Stored data:
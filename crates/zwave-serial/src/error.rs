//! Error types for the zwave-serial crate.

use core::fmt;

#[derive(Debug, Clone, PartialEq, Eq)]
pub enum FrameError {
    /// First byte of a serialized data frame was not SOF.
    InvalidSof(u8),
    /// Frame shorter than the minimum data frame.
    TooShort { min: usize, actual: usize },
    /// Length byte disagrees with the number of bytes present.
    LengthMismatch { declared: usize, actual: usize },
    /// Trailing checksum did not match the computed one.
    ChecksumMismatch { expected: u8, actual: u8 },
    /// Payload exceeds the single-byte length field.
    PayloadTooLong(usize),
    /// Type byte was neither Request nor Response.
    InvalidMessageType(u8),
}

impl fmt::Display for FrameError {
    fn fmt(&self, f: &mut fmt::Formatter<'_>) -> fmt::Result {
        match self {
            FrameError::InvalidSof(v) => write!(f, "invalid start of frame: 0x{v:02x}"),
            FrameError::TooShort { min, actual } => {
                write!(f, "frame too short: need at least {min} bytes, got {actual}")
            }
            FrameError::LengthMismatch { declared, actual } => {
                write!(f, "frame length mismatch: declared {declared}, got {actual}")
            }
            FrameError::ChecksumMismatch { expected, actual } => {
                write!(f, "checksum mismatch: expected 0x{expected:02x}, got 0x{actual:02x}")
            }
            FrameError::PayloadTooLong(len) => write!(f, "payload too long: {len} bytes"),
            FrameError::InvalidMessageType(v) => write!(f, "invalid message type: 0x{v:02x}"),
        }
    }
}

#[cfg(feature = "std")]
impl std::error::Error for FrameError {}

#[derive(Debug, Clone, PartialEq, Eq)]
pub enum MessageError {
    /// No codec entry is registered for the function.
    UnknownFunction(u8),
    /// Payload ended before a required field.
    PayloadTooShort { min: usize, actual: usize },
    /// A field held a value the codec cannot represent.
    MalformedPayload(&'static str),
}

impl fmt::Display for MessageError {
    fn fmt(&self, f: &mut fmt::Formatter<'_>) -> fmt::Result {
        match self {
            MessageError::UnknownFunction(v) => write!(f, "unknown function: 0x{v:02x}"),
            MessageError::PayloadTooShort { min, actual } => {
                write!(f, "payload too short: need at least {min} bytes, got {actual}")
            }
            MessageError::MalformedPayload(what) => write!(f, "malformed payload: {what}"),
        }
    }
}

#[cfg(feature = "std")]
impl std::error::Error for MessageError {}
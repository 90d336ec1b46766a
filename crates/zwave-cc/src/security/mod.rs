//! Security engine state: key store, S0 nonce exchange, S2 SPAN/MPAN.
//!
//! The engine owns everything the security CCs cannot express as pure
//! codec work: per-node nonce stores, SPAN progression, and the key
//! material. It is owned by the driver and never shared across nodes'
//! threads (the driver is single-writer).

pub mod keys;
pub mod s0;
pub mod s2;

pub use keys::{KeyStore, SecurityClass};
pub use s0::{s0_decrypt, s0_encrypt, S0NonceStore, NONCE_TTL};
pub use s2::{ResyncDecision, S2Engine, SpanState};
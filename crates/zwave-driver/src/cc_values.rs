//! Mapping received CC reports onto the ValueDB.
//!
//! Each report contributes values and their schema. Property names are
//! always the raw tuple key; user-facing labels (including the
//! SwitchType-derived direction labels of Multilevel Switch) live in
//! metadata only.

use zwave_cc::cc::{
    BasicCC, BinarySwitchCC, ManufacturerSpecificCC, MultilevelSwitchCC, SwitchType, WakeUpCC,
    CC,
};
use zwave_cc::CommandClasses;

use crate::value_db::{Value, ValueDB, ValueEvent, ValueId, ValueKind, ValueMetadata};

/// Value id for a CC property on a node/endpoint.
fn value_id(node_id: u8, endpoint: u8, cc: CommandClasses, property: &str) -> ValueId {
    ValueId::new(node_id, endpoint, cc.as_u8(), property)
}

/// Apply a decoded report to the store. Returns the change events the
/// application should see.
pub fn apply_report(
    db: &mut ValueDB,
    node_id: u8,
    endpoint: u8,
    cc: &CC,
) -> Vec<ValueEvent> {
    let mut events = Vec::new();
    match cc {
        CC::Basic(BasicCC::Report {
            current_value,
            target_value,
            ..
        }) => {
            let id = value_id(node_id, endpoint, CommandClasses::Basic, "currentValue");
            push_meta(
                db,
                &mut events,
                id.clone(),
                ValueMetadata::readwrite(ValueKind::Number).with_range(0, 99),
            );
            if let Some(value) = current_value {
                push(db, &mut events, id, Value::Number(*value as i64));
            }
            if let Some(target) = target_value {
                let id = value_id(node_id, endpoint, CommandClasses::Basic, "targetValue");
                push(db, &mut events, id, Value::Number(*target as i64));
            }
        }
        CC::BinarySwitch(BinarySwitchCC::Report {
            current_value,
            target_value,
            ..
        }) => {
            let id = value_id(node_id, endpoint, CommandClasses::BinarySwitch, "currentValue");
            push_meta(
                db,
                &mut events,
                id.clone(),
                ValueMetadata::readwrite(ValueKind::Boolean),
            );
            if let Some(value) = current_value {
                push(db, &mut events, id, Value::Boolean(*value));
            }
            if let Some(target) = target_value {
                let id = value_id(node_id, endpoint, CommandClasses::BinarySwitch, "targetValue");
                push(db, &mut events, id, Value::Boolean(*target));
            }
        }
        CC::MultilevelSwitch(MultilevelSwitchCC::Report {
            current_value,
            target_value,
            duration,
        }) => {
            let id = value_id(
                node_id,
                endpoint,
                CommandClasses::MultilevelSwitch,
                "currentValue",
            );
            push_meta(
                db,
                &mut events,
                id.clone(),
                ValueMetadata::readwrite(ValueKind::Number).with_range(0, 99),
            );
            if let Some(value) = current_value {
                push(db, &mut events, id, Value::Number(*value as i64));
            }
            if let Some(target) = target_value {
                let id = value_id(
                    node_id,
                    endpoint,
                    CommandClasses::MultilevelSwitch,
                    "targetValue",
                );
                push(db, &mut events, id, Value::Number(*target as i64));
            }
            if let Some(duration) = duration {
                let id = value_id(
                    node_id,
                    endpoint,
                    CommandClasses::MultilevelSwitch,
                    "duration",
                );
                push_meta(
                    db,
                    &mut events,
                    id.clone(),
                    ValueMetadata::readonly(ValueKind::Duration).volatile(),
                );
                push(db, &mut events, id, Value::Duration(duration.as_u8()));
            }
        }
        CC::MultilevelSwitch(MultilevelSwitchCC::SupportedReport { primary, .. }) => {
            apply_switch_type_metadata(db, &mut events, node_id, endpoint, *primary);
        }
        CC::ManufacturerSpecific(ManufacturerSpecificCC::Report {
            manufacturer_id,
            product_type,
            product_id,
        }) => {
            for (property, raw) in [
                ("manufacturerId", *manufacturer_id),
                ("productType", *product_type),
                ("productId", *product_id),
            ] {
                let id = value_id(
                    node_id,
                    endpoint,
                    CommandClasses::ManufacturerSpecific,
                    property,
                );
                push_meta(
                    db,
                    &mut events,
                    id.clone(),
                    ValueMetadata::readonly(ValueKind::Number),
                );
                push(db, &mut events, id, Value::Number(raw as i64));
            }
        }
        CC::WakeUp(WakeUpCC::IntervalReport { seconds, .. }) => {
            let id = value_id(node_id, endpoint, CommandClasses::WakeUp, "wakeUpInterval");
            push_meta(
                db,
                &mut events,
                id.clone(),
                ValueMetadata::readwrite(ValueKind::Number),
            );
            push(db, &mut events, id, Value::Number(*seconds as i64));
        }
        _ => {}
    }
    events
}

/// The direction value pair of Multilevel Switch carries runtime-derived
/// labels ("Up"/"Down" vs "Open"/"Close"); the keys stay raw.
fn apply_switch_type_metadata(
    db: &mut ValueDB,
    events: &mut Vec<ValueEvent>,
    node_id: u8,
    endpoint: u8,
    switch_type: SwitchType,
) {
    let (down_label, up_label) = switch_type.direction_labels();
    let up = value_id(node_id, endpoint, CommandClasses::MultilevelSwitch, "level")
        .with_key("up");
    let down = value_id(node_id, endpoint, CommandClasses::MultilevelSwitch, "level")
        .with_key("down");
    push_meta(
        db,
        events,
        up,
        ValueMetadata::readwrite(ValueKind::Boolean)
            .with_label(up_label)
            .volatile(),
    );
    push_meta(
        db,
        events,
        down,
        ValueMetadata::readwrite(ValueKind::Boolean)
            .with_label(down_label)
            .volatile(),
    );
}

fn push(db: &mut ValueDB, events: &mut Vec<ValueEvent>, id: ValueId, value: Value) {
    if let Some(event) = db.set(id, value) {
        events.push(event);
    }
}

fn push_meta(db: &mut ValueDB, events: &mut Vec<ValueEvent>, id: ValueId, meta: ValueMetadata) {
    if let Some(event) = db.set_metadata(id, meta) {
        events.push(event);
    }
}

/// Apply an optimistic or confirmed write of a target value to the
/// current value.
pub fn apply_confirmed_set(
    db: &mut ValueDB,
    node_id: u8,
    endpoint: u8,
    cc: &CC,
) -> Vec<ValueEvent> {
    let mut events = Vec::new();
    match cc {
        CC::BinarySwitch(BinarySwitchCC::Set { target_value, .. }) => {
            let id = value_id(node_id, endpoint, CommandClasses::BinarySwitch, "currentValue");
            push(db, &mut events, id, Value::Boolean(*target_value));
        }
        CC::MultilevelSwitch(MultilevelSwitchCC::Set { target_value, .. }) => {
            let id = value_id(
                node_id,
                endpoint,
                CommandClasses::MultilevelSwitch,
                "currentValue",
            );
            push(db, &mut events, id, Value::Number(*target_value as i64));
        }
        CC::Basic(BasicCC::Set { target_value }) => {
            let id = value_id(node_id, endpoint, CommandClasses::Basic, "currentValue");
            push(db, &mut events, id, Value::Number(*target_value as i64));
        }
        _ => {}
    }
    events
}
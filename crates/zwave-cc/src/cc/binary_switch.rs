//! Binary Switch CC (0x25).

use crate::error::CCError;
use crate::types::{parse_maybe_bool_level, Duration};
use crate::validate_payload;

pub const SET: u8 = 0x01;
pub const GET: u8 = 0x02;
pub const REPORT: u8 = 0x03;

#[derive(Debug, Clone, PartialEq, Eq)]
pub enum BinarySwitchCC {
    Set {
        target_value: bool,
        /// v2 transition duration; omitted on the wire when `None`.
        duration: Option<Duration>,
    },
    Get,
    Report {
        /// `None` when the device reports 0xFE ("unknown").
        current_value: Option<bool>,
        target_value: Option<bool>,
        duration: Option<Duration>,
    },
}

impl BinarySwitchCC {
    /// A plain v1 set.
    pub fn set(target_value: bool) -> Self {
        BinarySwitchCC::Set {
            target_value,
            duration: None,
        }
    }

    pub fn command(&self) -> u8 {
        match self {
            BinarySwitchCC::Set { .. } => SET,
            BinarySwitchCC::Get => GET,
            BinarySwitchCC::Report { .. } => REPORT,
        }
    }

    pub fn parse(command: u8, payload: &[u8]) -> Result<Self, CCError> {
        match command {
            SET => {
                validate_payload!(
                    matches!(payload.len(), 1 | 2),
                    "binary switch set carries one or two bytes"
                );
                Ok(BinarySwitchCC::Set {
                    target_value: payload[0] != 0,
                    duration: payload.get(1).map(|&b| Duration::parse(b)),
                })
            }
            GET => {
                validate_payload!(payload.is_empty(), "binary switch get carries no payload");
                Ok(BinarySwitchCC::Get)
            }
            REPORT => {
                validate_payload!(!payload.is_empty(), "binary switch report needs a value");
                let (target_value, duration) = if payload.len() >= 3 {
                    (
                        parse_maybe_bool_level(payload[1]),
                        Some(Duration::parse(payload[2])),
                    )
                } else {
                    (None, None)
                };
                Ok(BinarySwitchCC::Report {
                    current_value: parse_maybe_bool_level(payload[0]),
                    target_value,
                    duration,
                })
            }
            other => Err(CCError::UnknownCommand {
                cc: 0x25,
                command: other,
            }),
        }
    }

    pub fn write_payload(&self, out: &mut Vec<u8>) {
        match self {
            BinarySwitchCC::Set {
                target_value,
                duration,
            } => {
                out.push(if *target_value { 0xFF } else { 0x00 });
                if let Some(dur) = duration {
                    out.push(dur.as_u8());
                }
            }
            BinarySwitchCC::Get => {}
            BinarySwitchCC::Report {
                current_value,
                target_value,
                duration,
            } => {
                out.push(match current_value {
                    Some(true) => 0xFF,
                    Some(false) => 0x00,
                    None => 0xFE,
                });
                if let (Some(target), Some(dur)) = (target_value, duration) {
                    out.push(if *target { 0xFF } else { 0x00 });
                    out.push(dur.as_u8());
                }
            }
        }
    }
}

_What is needed_
Within the lines above, find those holding the word "driver" and copy them.

_Answer to the exercise_
//! material. It is owned by the driver and never shared across nodes'
//! threads (the driver is single-writer).
filename crates/zwave-driver/src/cc_values.rs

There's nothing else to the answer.